Welcome to the second installment of Weekly Yinteresting Thoughts (WYT). In these posts, I’ll be sharing some of my random thoughts, opinions, and questions about the NBA landscape as it pertains to fantasy basketball. Feel free to drop your comments and questions below! Let’s get started.

Underperformers

For this week’s segment, I’m going to start by channeling all of my negative hater energy in a productive way to really emphasize just how poorly some players have been playing thus far into the season. 

Jrue Holiday had a Yahoo! ADP of 43. This was already a bit too low for me considering Holiday has finished 32nd, 20th, and 40th in his last three seasons buoyed by his incredibly consistent 1.6 steals per game mark amongst strong assist and field goal numbers. Coming into this season, he was supposed to take over as a strong number two option on the Bucks behind Giannis Antetokounmpo in Khris Middleton’s absence. This has not happened, but not for lack of trying. Holiday is averaging 16 FGA in the last three games, which is a bit more than his typical range in the 14s, but shooting a woeful 31% from the field. He’s pilfering only 1.3 steals, and if not for his abnormally high 1.3 block rate, he would be ranked even lower. 

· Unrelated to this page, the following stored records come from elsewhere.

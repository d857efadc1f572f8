//! Validation report: one row per bucket with its coverage status, plus the
//! two failure lists (unreadable files, files without a municipality column).

use std::collections::BTreeSet;
use std::fmt;
use std::path::{Path, PathBuf};

use crate::error::{FileFailure, PipelineError, Result};
use crate::table::{read_delimited, write_table, Table};
use crate::territory::TerritoryRegistry;

pub const REPORT_COLUMNS: [&str; 12] = [
    "categoria",
    "fonte",
    "tema",
    "indicador_id",
    "status",
    "arquivo_csv",
    "arquivo_excel",
    "linhas",
    "n_colunas",
    "faltando_cod_municipio",
    "municipios_presentes",
    "municipios_esperados",
];

#[derive(Debug, Clone, Copy, PartialEq, Eq)]
pub enum CoverageStatus {
    Ok,
    Partial,
    Empty,
}

impl CoverageStatus {
    pub fn as_str(&self) -> &'static str {
        match self {
            Self::Ok => "ok",
            Self::Partial => "parcial",
            Self::Empty => "vazio",
        }
    }

    pub fn parse(raw: &str) -> Option<Self> {
        match raw.trim() {
            "ok" => Some(Self::Ok),
            "parcial" => Some(Self::Partial),
            "vazio" => Some(Self::Empty),
            _ => None,
        }
    }
}

impl fmt::Display for CoverageStatus {
    fn fmt(&self, f: &mut fmt::Formatter<'_>) -> fmt::Result {
        write!(f, "{}", self.as_str())
    }
}

/// Member codes present in a bucket against the full registry.
#[derive(Debug, Clone, PartialEq, Eq)]
pub struct Coverage {
    pub present: usize,
    pub expected: usize,
    pub missing: Vec<String>,
}

impl Coverage {
    pub fn assess<'a>(codes: impl IntoIterator<Item = &'a str>, registry: &TerritoryRegistry) -> Self {
        let present: BTreeSet<&str> = codes
            .into_iter()
            .filter(|code| registry.contains(code))
            .collect();
        let missing = registry
            .members()
            .iter()
            .filter(|code| !present.contains(code.as_str()))
            .cloned()
            .collect();
        Self {
            present: present.len(),
            expected: registry.len(),
            missing,
        }
    }

    pub fn status(&self) -> CoverageStatus {
        if self.present == 0 {
            CoverageStatus::Empty
        } else if self.missing.is_empty() {
            CoverageStatus::Ok
        } else {
            CoverageStatus::Partial
        }
    }
}

#[derive(Debug, Clone, PartialEq, Eq)]
pub struct ValidationRow {
    pub category: String,
    pub source: String,
    pub theme: String,
    pub indicator_id: String,
    pub status: CoverageStatus,
    pub csv_path: Option<PathBuf>,
    pub xlsx_path: Option<PathBuf>,
    pub rows: usize,
    pub columns: usize,
    pub missing_codes: Vec<String>,
    pub present: usize,
    pub expected: usize,
}

fn path_cell(path: &Option<PathBuf>) -> String {
    path.as_ref()
        .map(|p| p.to_string_lossy().into_owned())
        .unwrap_or_default()
}

fn non_empty_path(cell: &str) -> Option<PathBuf> {
    let cell = cell.trim();
    (!cell.is_empty()).then(|| PathBuf::from(cell))
}

impl ValidationRow {
    fn to_record(&self) -> Vec<String> {
        vec![
            self.category.clone(),
            self.source.clone(),
            self.theme.clone(),
            self.indicator_id.clone(),
            self.status.to_string(),
            path_cell(&self.csv_path),
            path_cell(&self.xlsx_path),
            self.rows.to_string(),
            self.columns.to_string(),
            self.missing_codes.join(","),
            self.present.to_string(),
            self.expected.to_string(),
        ]
    }

    fn from_record(table: &Table, row: &[String]) -> Option<Self> {
        let cell = |name: &str| table.cell(row, name).trim();
        let count = |name: &str| cell(name).parse::<usize>().unwrap_or(0);
        Some(Self {
            category: cell("categoria").to_string(),
            source: cell("fonte").to_string(),
            theme: cell("tema").to_string(),
            indicator_id: cell("indicador_id").to_string(),
            status: CoverageStatus::parse(cell("status"))?,
            csv_path: non_empty_path(cell("arquivo_csv")),
            xlsx_path: non_empty_path(cell("arquivo_excel")),
            rows: count("linhas"),
            columns: count("n_colunas"),
            missing_codes: cell("faltando_cod_municipio")
                .split(',')
                .map(str::trim)
                .filter(|code| !code.is_empty())
                .map(str::to_string)
                .collect(),
            present: count("municipios_presentes"),
            expected: count("municipios_esperados"),
        })
    }
}

/// Sorted by category, source, theme; comma separated with a BOM.
pub fn write_validation_report(path: &Path, rows: &[ValidationRow]) -> Result<()> {
    let mut sorted: Vec<&ValidationRow> = rows.iter().collect();
    sorted.sort_by(|a, b| {
        (&a.category, &a.source, &a.theme).cmp(&(&b.category, &b.source, &b.theme))
    });

    let mut table = Table::new(REPORT_COLUMNS.iter().map(|c| c.to_string()).collect());
    for row in sorted {
        table.push_row(row.to_record());
    }
    write_table(path, &table, b',', true)
}

/// Rows with an unknown status are skipped.
pub fn read_validation_report(path: &Path) -> Result<Vec<ValidationRow>> {
    if !path.is_file() {
        return Err(PipelineError::missing("validation report", path));
    }
    let table = read_delimited(path)?;
    if !table.has_column("arquivo_csv") {
        return Err(PipelineError::Malformed {
            path: path.to_path_buf(),
            message: "validation report has no 'arquivo_csv' column".to_string(),
        });
    }
    Ok(table
        .rows
        .iter()
        .filter_map(|row| ValidationRow::from_record(&table, row))
        .collect())
}

/// `arquivo,erro` list of files that could not be read or exported.
pub fn write_read_errors(path: &Path, failures: &[FileFailure]) -> Result<()> {
    let mut table = Table::new(vec!["arquivo".to_string(), "erro".to_string()]);
    for failure in failures {
        table.push_row(vec![
            failure.path.to_string_lossy().into_owned(),
            failure.reason.clone(),
        ]);
    }
    write_table(path, &table, b',', true)
}

/// `arquivo` list of files without an identifiable municipality column.
pub fn write_missing_municipality(path: &Path, files: &[PathBuf]) -> Result<()> {
    let mut table = Table::new(vec!["arquivo".to_string()]);
    for file in files {
        table.push_row(vec![file.to_string_lossy().into_owned()]);
    }
    write_table(path, &table, b',', true)
}

#[cfg(test)]
mod tests {
    use super::*;
    use crate::territory::TerritoryDefinition;

    fn registry() -> TerritoryRegistry {
        TerritoryRegistry::new(&[
            TerritoryDefinition::new(1, "A", &["1500107", "1500206", "1500305", "1500404"]),
            TerritoryDefinition::new(2, "B", &["1500503", "1500602", "1500701", "1500800"]),
        ])
    }

    #[test]
    fn full_coverage_is_ok() {
        let reg = registry();
        let codes: Vec<String> = reg.members().iter().cloned().collect();
        let coverage = Coverage::assess(codes.iter().map(String::as_str), &reg);
        assert_eq!(coverage.status(), CoverageStatus::Ok);
        assert_eq!((coverage.present, coverage.expected), (8, 8));
    }

    #[test]
    fn partial_coverage_lists_missing_codes() {
        let reg = registry();
        let present = ["1500107", "1500206", "1500305", "1500404", "1500503", "1500602", "1500602"];
        let coverage = Coverage::assess(present, &reg);
        assert_eq!(coverage.status(), CoverageStatus::Partial);
        assert_eq!(coverage.present, 6);
        assert_eq!(coverage.missing, vec!["1500701", "1500800"]);
    }

    #[test]
    fn no_rows_is_empty() {
        let coverage = Coverage::assess(std::iter::empty(), &registry());
        assert_eq!(coverage.status(), CoverageStatus::Empty);
        assert_eq!(coverage.missing.len(), 8);
    }

    #[test]
    fn report_is_sorted_and_reads_back() {
        let dir = tempfile::tempdir().expect("tempdir");
        let path = dir.path().join("_relatorio_validacao.csv");
        let row = |category: &str, theme: &str| ValidationRow {
            category: category.into(),
            source: "IBGE".into(),
            theme: theme.into(),
            indicator_id: format!("{category}__ibge__{theme}"),
            status: CoverageStatus::Partial,
            csv_path: Some(dir.path().join(format!("{theme}, IBGE.csv"))),
            xlsx_path: None,
            rows: 12,
            columns: 5,
            missing_codes: vec!["1500701".into(), "1500800".into()],
            present: 6,
            expected: 8,
        };
        write_validation_report(&path, &[row("b", "t"), row("a", "z")]).expect("write");

        let rows = read_validation_report(&path).expect("read");
        assert_eq!(rows.len(), 2);
        assert_eq!(rows[0], row("a", "z"));
        assert_eq!(rows[1].category, "b");
    }

    #[test]
    fn missing_report_is_a_precondition_failure() {
        let dir = tempfile::tempdir().expect("tempdir");
        let err = read_validation_report(&dir.path().join("none.csv")).unwrap_err();
        assert!(matches!(err, PipelineError::MissingInput { .. }));
    }
}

Anthony Edwards has the entire highlight reel package: tight handles with crafty hesitations, funny unfiltered post-game quips, and the unmistakable superhuman athleticism very few others can match. He seems destined for superstardom; a prophecy foretold by his lofty Yahoo! ADP of 20. There’s no denying his shine, but from a fantasy perspective, his current ranking of 136 just ain’t gonna cut it. He’s held back by an atrocious 58% free throw shooting rate and 4 turnovers a game. The points have not yet exploded into the 25+ range many have expected, but he is undeniably the best player on his team and the gaudy numbers will come, hopefully sooner rather than later. Special shoutout to his similarly underperforming teammate Karl-Anthony Towns, who is ranked 57th. 

I really like Cade Cunningham’s game; he moves with a veteran savvy not present in many young players but unfortunately has a lot to improve. He’s careless with the rock. His three-ball needs serious work (career 31%). His shooting around the rim needs to improve. For comparison, Cunningham shot 58% at the rim last season to Chris Paul’s 76%. And to Fred Vanvleet’s 65%. I purposefully chose shorter, undersized guards to illustrate that Cunningham’s 6-foot-6 frame should probably not be shooting a lower percentage than guys who are a full six inches shorter. 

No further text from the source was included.